* [Extracted records]:
* * *
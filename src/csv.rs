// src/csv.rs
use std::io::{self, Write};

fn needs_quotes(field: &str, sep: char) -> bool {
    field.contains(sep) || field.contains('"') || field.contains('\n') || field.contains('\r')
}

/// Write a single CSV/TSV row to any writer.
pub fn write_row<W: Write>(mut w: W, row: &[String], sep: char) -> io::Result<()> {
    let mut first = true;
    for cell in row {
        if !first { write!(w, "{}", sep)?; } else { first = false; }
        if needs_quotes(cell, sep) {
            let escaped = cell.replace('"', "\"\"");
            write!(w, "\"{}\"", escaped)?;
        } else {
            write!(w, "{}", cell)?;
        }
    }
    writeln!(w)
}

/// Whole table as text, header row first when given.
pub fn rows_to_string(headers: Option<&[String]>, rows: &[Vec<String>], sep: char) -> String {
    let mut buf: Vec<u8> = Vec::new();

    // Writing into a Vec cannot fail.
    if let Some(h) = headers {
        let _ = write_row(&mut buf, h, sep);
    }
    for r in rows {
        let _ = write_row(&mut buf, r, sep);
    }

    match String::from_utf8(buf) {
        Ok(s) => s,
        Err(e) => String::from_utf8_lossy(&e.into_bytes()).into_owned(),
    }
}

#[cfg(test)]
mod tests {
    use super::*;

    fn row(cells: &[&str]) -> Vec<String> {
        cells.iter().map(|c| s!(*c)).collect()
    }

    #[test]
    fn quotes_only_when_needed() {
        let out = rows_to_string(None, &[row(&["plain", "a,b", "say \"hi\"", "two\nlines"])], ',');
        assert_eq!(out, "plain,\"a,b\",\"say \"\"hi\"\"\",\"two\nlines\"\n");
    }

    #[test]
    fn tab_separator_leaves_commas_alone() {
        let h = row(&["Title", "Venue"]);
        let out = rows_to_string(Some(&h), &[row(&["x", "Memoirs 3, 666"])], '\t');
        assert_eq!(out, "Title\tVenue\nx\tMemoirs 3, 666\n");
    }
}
* * *
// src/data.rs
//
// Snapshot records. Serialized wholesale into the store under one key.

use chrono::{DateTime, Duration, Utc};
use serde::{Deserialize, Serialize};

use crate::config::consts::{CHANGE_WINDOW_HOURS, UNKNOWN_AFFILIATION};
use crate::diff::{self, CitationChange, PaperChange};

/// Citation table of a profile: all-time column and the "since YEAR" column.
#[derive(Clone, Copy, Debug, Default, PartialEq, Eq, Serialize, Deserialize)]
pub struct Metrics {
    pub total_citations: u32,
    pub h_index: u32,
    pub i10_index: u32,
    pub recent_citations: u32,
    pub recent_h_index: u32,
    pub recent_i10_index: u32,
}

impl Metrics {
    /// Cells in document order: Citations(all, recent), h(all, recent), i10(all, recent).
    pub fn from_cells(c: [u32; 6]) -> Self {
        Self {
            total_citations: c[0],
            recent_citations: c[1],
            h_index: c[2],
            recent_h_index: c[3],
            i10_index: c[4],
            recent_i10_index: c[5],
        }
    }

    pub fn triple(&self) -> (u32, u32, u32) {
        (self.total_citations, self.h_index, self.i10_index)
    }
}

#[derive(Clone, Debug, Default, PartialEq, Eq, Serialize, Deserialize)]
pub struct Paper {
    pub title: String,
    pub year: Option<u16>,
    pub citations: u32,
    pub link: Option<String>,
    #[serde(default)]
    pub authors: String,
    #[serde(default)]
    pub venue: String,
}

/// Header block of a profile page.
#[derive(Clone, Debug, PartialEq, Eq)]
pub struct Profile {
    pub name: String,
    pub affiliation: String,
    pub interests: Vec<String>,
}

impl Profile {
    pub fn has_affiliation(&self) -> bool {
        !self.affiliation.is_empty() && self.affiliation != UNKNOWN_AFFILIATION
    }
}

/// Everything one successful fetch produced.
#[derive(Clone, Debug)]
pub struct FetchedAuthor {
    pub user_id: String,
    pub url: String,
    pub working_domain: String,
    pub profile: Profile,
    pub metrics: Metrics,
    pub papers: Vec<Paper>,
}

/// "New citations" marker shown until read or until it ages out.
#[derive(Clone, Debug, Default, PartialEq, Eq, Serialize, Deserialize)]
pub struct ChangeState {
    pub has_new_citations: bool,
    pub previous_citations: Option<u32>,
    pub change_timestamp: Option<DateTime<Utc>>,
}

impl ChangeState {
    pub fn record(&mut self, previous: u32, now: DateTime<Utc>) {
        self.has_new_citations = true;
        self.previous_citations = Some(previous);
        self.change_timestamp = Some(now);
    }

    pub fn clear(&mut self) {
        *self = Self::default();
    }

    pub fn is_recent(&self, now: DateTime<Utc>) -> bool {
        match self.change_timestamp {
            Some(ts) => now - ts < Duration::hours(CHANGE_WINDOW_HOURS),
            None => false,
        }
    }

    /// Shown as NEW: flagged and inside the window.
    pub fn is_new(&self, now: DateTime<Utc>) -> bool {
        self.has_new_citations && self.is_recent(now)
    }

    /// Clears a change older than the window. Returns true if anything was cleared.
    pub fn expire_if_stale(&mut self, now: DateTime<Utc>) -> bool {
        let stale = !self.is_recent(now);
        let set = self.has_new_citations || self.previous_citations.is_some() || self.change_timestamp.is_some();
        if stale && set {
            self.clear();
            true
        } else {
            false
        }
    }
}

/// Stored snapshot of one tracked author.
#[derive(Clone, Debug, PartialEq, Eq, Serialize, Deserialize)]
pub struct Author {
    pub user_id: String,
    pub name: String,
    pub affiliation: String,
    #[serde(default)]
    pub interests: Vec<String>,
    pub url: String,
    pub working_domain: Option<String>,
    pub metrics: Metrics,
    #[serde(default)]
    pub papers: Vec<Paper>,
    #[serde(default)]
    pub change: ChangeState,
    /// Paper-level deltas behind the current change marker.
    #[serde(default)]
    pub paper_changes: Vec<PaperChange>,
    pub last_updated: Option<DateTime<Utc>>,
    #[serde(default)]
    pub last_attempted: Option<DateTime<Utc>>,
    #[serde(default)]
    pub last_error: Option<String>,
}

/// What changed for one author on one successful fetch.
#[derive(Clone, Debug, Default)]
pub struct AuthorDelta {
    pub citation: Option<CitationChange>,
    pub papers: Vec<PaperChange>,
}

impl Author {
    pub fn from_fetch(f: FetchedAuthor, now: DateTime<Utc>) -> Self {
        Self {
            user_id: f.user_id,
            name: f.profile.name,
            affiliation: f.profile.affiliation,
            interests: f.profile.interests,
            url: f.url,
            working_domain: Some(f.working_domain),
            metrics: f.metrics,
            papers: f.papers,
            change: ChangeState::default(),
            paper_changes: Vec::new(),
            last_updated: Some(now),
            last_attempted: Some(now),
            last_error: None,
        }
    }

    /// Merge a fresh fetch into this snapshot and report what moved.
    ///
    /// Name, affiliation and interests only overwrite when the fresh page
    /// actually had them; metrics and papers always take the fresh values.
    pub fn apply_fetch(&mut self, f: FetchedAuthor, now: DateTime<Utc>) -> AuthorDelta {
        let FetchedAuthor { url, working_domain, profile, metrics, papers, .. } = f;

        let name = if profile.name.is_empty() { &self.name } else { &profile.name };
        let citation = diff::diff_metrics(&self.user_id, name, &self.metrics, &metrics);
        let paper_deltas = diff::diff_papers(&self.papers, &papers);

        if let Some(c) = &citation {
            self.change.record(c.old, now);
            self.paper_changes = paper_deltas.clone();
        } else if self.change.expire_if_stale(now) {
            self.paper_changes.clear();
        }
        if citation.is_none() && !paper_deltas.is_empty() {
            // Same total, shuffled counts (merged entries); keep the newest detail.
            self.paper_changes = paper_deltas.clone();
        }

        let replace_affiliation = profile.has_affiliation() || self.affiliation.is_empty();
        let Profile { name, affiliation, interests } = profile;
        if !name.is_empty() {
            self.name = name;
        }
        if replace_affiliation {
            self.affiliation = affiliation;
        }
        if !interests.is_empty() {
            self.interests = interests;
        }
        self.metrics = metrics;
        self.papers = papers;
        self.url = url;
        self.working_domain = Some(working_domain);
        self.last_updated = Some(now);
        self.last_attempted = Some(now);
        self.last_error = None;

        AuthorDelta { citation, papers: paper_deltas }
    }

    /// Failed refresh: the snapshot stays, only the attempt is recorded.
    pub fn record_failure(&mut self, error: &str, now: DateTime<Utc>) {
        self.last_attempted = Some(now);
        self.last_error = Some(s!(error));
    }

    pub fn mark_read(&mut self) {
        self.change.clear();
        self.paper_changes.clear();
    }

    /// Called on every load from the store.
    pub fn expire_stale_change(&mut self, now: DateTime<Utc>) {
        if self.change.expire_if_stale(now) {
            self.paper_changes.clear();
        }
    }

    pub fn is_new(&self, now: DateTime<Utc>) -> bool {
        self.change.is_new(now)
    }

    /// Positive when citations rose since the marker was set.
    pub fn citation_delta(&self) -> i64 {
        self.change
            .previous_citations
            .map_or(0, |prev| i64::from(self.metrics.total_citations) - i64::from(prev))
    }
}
* * *
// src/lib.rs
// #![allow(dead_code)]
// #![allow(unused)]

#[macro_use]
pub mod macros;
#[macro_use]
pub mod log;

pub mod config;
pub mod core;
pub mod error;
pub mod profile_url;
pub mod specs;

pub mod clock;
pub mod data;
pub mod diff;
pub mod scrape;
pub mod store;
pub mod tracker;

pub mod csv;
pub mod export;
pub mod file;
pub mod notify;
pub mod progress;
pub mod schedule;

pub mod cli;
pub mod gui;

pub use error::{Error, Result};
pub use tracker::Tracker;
* * *
* [What needs to be done]:
Search the data above for the word "successful". Copy each line it is in.

* [Result below]:
/// Everything one successful fetch produced.
/// What changed for one author on one successful fetch.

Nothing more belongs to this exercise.